Bob Dylan: Face Value and Beyond is the culmination of efforts by Gilcrease Museum in partnership with The Bob Dylan Center℠ to create a temporary home for the center’s collection until its opening in the Tulsa Arts District in 2021. This exhibition offers an array of fresh avenues to explore the many facets of Bob Dylan’s artistry, featuring the first regional showing of Dylan’s renowned Face Value portrait series from the Jenny Norton and Bob Ramsey collection, as well as drawings, filmed performances, writings, personal effects and ephemera exclusive to the archive.
Bob Dylan, a once-in-a-generation artist, remains one of America’s most influential and important cultural figures. With more than 500 songs, 50 albums and 110 million record sales to his name, Dylan was awarded the Nobel Prize in Literature in 2016 “for having created new poetic expressions within the great American song tradition.” In recent years, Dylan has publicly turned to another mode of artistic expression; one that has occupied him throughout his life, but whose commitment has intensified in the last decade.
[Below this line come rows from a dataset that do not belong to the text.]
//! In-memory fakes shared by the crate's tests.

use std::collections::{BTreeMap, BTreeSet, VecDeque};
use std::sync::atomic::{AtomicUsize, Ordering};
use std::sync::Mutex;

use async_trait::async_trait;

use crate::db::{Repository, SqliteRepository};
use crate::error::{Error, Result};
use crate::models::{JobId, JobLogLine, LocaleDetail, NewJob, Snapshot, Store, SyncJob};
use crate::storefront::{
    EditSession, RemoteListing, Storefront, StorefrontError, StorefrontResult,
};
use crate::translate::{GenerationError, GenerationMode, GenerationRequest, TextGenerator};

/// A storefront backed by a map of native locale code to native values.
pub struct FakeStorefront {
    store: Store,
    listings: Mutex<BTreeMap<String, BTreeMap<String, String>>>,
    screenshot_failures: BTreeSet<String>,
    write_failures: BTreeSet<String>,
    fail_commit: bool,
    edits: AtomicUsize,
    calls: Mutex<Vec<String>>,
}

impl FakeStorefront {
    pub fn new(store: Store) -> Self {
        Self {
            store,
            listings: Mutex::new(BTreeMap::new()),
            screenshot_failures: BTreeSet::new(),
            write_failures: BTreeSet::new(),
            fail_commit: false,
            edits: AtomicUsize::new(0),
            calls: Mutex::new(Vec::new()),
        }
    }

    pub fn with_listing(self, native_locale: &str, values: &[(&str, &str)]) -> Self {
        self.listings.lock().unwrap().insert(
            native_locale.to_string(),
            values
                .iter()
                .map(|(key, value)| ((*key).to_string(), (*value).to_string()))
                .collect(),
        );
        self
    }

    pub fn with_screenshot_failure(mut self, native_locale: &str) -> Self {
        self.screenshot_failures.insert(native_locale.to_string());
        self
    }

    /// Every write for this native locale fails.
    pub fn with_write_failure(mut self, native_locale: &str) -> Self {
        self.write_failures.insert(native_locale.to_string());
        self
    }

    pub fn with_commit_failure(mut self) -> Self {
        self.fail_commit = true;
        self
    }

    /// Recorded calls, e.g. `create:ja` or `commit:edit-1`.
    pub fn calls(&self) -> Vec<String> {
        self.calls.lock().unwrap().clone()
    }

    pub fn native_locales(&self) -> Vec<String> {
        self.listings.lock().unwrap().keys().cloned().collect()
    }

    pub fn listing(&self, native_locale: &str) -> Option<BTreeMap<String, String>> {
        self.listings.lock().unwrap().get(native_locale).cloned()
    }

    fn record(&self, call: String) {
        self.calls.lock().unwrap().push(call);
    }

    fn check_write(&self, edit: Option<&EditSession>, native_locale: &str) -> StorefrontResult<()> {
        if self.store.requires_edit_session() && edit.is_none() {
            return Err(StorefrontError::InvalidRequest {
                store: self.store,
                message: "writes require an open edit".to_string(),
            });
        }
        if self.write_failures.contains(native_locale) {
            return Err(StorefrontError::Api {
                store: self.store,
                status: 409,
                message: format!("{native_locale} is locked"),
            });
        }
        Ok(())
    }
}

#[async_trait]
impl Storefront for FakeStorefront {
    fn store(&self) -> Store {
        self.store
    }

    async fn fetch_listings(&self) -> StorefrontResult<Vec<RemoteListing>> {
        self.record("fetch".to_string());
        Ok(self
            .listings
            .lock()
            .unwrap()
            .iter()
            .map(|(native_locale, values)| RemoteListing {
                native_locale: native_locale.clone(),
                values: values.clone(),
            })
            .collect())
    }

    async fn fetch_screenshot_count(&self, native_locale: &str) -> StorefrontResult<usize> {
        if self.screenshot_failures.contains(native_locale) {
            return Err(StorefrontError::Http {
                store: self.store,
                message: "connection reset".to_string(),
            });
        }
        Ok(0)
    }

    async fn begin_edit(&self) -> StorefrontResult<Option<EditSession>> {
        if !self.store.requires_edit_session() {
            return Ok(None);
        }
        let id = format!("edit-{}", self.edits.fetch_add(1, Ordering::SeqCst) + 1);
        self.record(format!("begin:{id}"));
        Ok(Some(EditSession { id }))
    }

    async fn create_locale(
        &self,
        edit: Option<&EditSession>,
        native_locale: &str,
        values: &BTreeMap<String, String>,
    ) -> StorefrontResult<()> {
        self.record(format!("create:{native_locale}"));
        self.check_write(edit, native_locale)?;
        self.listings
            .lock()
            .unwrap()
            .insert(native_locale.to_string(), values.clone());
        Ok(())
    }

    async fn update_locale(
        &self,
        edit: Option<&EditSession>,
        native_locale: &str,
        values: &BTreeMap<String, String>,
    ) -> StorefrontResult<()> {
        self.record(format!("update:{native_locale}"));
        self.check_write(edit, native_locale)?;
        let mut listings = self.listings.lock().unwrap();
        let listing = listings
            .get_mut(native_locale)
            .ok_or_else(|| StorefrontError::LocaleNotFound {
                store: self.store,
                locale: native_locale.to_string(),
            })?;
        listing.extend(values.clone());
        Ok(())
    }

    async fn delete_locale(
        &self,
        edit: Option<&EditSession>,
        native_locale: &str,
    ) -> StorefrontResult<()> {
        self.record(format!("delete:{native_locale}"));
        self.check_write(edit, native_locale)?;
        self.listings.lock().unwrap().remove(native_locale);
        Ok(())
    }

    async fn commit_edit(&self, edit: EditSession) -> StorefrontResult<()> {
        self.record(format!("commit:{}", edit.id));
        if self.fail_commit {
            return Err(StorefrontError::Api {
                store: self.store,
                status: 400,
                message: "edit is no longer valid".to_string(),
            });
        }
        Ok(())
    }

    async fn discard_edit(&self, edit: EditSession) -> StorefrontResult<()> {
        self.record(format!("discard:{}", edit.id));
        Ok(())
    }
}

/// What a [`ScriptedGenerator`] does once its script runs out.
#[derive(Debug, Clone)]
pub enum Fallback {
    /// Translate as `{target}:{text}`; shorten by truncating to the budget
    Echo,
    /// Always return this text
    Text(String),
    /// Always report a rate limit without a retry hint
    RateLimited,
}

/// A text generator that replays scripted responses and records requests.
pub struct ScriptedGenerator {
    script: Mutex<VecDeque<std::result::Result<String, GenerationError>>>,
    fallback: Fallback,
    requests: Mutex<Vec<GenerationRequest>>,
}

impl ScriptedGenerator {
    pub fn new(fallback: Fallback) -> Self {
        Self {
            script: Mutex::new(VecDeque::new()),
            fallback,
            requests: Mutex::new(Vec::new()),
        }
    }

    pub fn echo() -> Self {
        Self::new(Fallback::Echo)
    }

    pub fn then(self, response: std::result::Result<String, GenerationError>) -> Self {
        self.script.lock().unwrap().push_back(response);
        self
    }

    pub fn requests(&self) -> Vec<GenerationRequest> {
        self.requests.lock().unwrap().clone()
    }

    pub fn call_count(&self) -> usize {
        self.requests.lock().unwrap().len()
    }
}

#[async_trait]
impl TextGenerator for ScriptedGenerator {
    async fn generate(
        &self,
        request: &GenerationRequest,
    ) -> std::result::Result<String, GenerationError> {
        self.requests.lock().unwrap().push(request.clone());
        if let Some(response) = self.script.lock().unwrap().pop_front() {
            return response;
        }
        match &self.fallback {
            Fallback::Echo => Ok(match request.mode {
                GenerationMode::Translate => {
                    format!("{}:{}", request.target_locale, request.text)
                }
                GenerationMode::Shorten => request
                    .unit
                    .truncate(&request.text, request.max_len)
                    .to_string(),
            }),
            Fallback::Text(text) => Ok(text.clone()),
            Fallback::RateLimited => Err(GenerationError::RateLimited { retry_after: None }),
        }
    }
}

/// Repository whose chosen writes fail a set number of times.
pub struct FlakyRepository {
    inner: SqliteRepository,
    replace_locales_failures: AtomicUsize,
    finish_failures: AtomicUsize,
}

impl FlakyRepository {
    pub fn new() -> Self {
        Self {
            inner: SqliteRepository::open_in_memory().unwrap(),
            replace_locales_failures: AtomicUsize::new(0),
            finish_failures: AtomicUsize::new(0),
        }
    }

    pub fn fail_replace_locales(self, times: usize) -> Self {
        self.replace_locales_failures.store(times, Ordering::SeqCst);
        self
    }

    /// `mark_succeeded` and `mark_failed` share one failure budget.
    pub fn fail_finish(self, times: usize) -> Self {
        self.finish_failures.store(times, Ordering::SeqCst);
        self
    }

    fn trip(counter: &AtomicUsize, what: &str) -> Result<()> {
        let tripped = counter
            .fetch_update(Ordering::SeqCst, Ordering::SeqCst, |left| left.checked_sub(1))
            .is_ok();
        if tripped {
            Err(Error::Database(format!("{what}: disk I/O error")))
        } else {
            Ok(())
        }
    }
}

impl Repository for FlakyRepository {
    fn list_locales(&self, app_id: &str, store: Store) -> Result<Vec<String>> {
        self.inner.list_locales(app_id, store)
    }

    fn replace_locales(&self, app_id: &str, store: Store, locales: &[String]) -> Result<()> {
        Self::trip(&self.replace_locales_failures, "replace_locales")?;
        self.inner.replace_locales(app_id, store, locales)
    }

    fn get_locale_detail(
        &self,
        app_id: &str,
        store: Store,
        locale: &str,
    ) -> Result<Option<LocaleDetail>> {
        self.inner.get_locale_detail(app_id, store, locale)
    }

    fn list_locale_details(&self, app_id: &str, store: Store) -> Result<Vec<LocaleDetail>> {
        self.inner.list_locale_details(app_id, store)
    }

    fn replace_locale_details(&self, app_id: &str, snapshot: &Snapshot) -> Result<()> {
        self.inner.replace_locale_details(app_id, snapshot)
    }

    fn load_snapshot(&self, app_id: &str, store: Store) -> Result<Option<Snapshot>> {
        self.inner.load_snapshot(app_id, store)
    }

    fn create_job(&self, job: &NewJob) -> Result<SyncJob> {
        self.inner.create_job(job)
    }

    fn get_job(&self, id: &JobId) -> Result<Option<SyncJob>> {
        self.inner.get_job(id)
    }

    fn list_jobs(&self, app_id: &str, limit: usize) -> Result<Vec<SyncJob>> {
        self.inner.list_jobs(app_id, limit)
    }

    fn list_unfinished_jobs(&self) -> Result<Vec<SyncJob>> {
        self.inner.list_unfinished_jobs()
    }

    fn mark_running(&self, id: &JobId) -> Result<SyncJob> {
        self.inner.mark_running(id)
    }

    fn mark_succeeded(&self, id: &JobId, summary: &serde_json::Value) -> Result<SyncJob> {
        Self::trip(&self.finish_failures, "mark_succeeded")?;
        self.inner.mark_succeeded(id, summary)
    }

    fn mark_failed(&self, id: &JobId, error: &str) -> Result<SyncJob> {
        Self::trip(&self.finish_failures, "mark_failed")?;
        self.inner.mark_failed(id, error)
    }

    fn append_log(&self, id: &JobId, message: &str) -> Result<()> {
        self.inner.append_log(id, message)
    }

    fn job_logs(&self, id: &JobId) -> Result<Vec<JobLogLine>> {
        self.inner.job_logs(id)
    }
}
Dylan, now in his seventies, has sketched and drawn since childhood and began painting in a surreal style in the late 1960s, though only recently has he begun to exhibit his artworks.
The twelve pastel portraits of the Face Value series represent Bob Dylan’s first public foray into portraiture, having debuted at London’s National Portrait Gallery in 2013 and shown in the United States only briefly in 2015. They offer the viewer encounters with strangers “done on the run,” as Dylan remarked, “mostly from inspiration and luck with transportable set ups. The source material is all real with a bit of fiction thrown in. The process changes anyway from minute to minute.”
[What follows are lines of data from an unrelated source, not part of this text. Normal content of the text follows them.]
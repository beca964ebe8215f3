//! Error types for storesync-core

use thiserror::Error;

use crate::models::JobStatus;

/// Result type alias using storesync-core's Error
pub type Result<T> = std::result::Result<T, Error>;

/// Errors that can occur in storesync-core operations
#[derive(Error, Debug)]
pub enum Error {
    /// Database error
    #[error("Database error: {0}")]
    Database(String),

    /// SQLite error
    #[error("SQLite error: {0}")]
    Sqlite(#[from] rusqlite::Error),

    /// IO error
    #[error("IO error: {0}")]
    Io(#[from] std::io::Error),

    /// Record not found
    #[error("Not found: {0}")]
    NotFound(String),

    /// Invalid input
    #[error("Invalid input: {0}")]
    InvalidInput(String),

    /// Serialization error
    #[error("Serialization error: {0}")]
    Serialization(#[from] serde_json::Error),

    /// A job was asked to move to a state its current state cannot reach
    #[error("Invalid job transition for {id}: {from} -> {to}")]
    InvalidTransition {
        id: String,
        from: JobStatus,
        to: JobStatus,
    },

    /// Storefront request failed
    #[error(transparent)]
    Storefront(#[from] crate::storefront::StorefrontError),

    /// Job runner is no longer accepting work
    #[error("Job runner is not running")]
    RunnerStopped,
}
In addition, the exhibition features archival manuscripts and objects exclusive to The Bob Dylan Archive®, including hand-written lyrics to some of the artist’s best-known songs that reveal a glimpse into Dylan’s creative process through the artist’s many visible edits. The exhibition includes numerous elements spanning five decades, including two silent Andy Warhol-directed “Screen Tests” of Dylan, the leather jacket worn by the artist at the Newport Folk Festival in 1965 when he famously unveiled his new electric sound and a wallet and address book from the mid-1960s that contain a number of personal references and effects.
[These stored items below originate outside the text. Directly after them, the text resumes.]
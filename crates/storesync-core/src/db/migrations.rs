//! Database migrations

use crate::error::Result;
use rusqlite::Connection;

/// Current schema version
pub const CURRENT_VERSION: i32 = 2;

/// Run all pending migrations
pub fn run(conn: &mut Connection) -> Result<()> {
    let version = get_version(conn)?;

    if version < 1 {
        migrate_v1(conn)?;
    }
    if version < 2 {
        migrate_v2(conn)?;
    }

    Ok(())
}

/// Get the current schema version
pub fn get_version(conn: &Connection) -> Result<i32> {
    let exists: bool = conn.query_row(
        "SELECT EXISTS(SELECT 1 FROM sqlite_master WHERE type='table' AND name='schema_version')",
        [],
        |row| row.get(0),
    )?;
    if !exists {
        return Ok(0);
    }

    let version = conn.query_row(
        "SELECT COALESCE(MAX(version), 0) FROM schema_version",
        [],
        |row| row.get(0),
    )?;
    Ok(version)
}

/// Migration to version 1: listings and jobs
fn migrate_v1(conn: &mut Connection) -> Result<()> {
    let tx = conn.transaction()?;
    tx.execute_batch(
        "CREATE TABLE IF NOT EXISTS schema_version (
            version INTEGER PRIMARY KEY
        );
        CREATE TABLE IF NOT EXISTS store_locales (
            app_id TEXT NOT NULL,
            store TEXT NOT NULL,
            locale TEXT NOT NULL,
            PRIMARY KEY (app_id, store, locale)
        );
        CREATE TABLE IF NOT EXISTS locale_details (
            app_id TEXT NOT NULL,
            store TEXT NOT NULL,
            locale TEXT NOT NULL,
            fields TEXT NOT NULL,
            screenshot_count INTEGER,
            PRIMARY KEY (app_id, store, locale)
        );
        CREATE TABLE IF NOT EXISTS jobs (
            id TEXT PRIMARY KEY,
            app_id TEXT NOT NULL,
            scope TEXT NOT NULL,
            status TEXT NOT NULL,
            payload TEXT NOT NULL,
            summary TEXT,
            error TEXT,
            created_at INTEGER NOT NULL,
            started_at INTEGER,
            finished_at INTEGER
        );
        CREATE INDEX IF NOT EXISTS idx_jobs_app_created ON jobs(app_id, created_at DESC);
        CREATE INDEX IF NOT EXISTS idx_jobs_status ON jobs(status);
        CREATE TABLE IF NOT EXISTS job_logs (
            id INTEGER PRIMARY KEY AUTOINCREMENT,
            job_id TEXT NOT NULL REFERENCES jobs(id) ON DELETE CASCADE,
            at INTEGER NOT NULL,
            message TEXT NOT NULL
        );
        CREATE INDEX IF NOT EXISTS idx_job_logs_job ON job_logs(job_id, id);
        INSERT INTO schema_version (version) VALUES (1);",
    )?;
    tx.commit()?;

    tracing::info!("Migrated database to version 1");
    Ok(())
}

/// Migration to version 2: snapshot capture times
fn migrate_v2(conn: &mut Connection) -> Result<()> {
    let tx = conn.transaction()?;
    tx.execute_batch(
        "CREATE TABLE IF NOT EXISTS snapshots (
            app_id TEXT NOT NULL,
            store TEXT NOT NULL,
            captured_at INTEGER NOT NULL,
            PRIMARY KEY (app_id, store)
        );
        INSERT INTO schema_version (version) VALUES (2);",
    )?;
    tx.commit()?;

    tracing::info!("Migrated database to version 2");
    Ok(())
}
Bob Dylan: Face Value and Beyond offers an opportunity to explore the drawings of Face Value anew, within the larger context of items from Dylan’s personal archive in Tulsa, Oklahoma. Part gallery exhibition, part exploration of the archive itself, the works on display will show how the public and private nature of Dylan’s art are often closely linked and part of the same furtive, exploratory mind.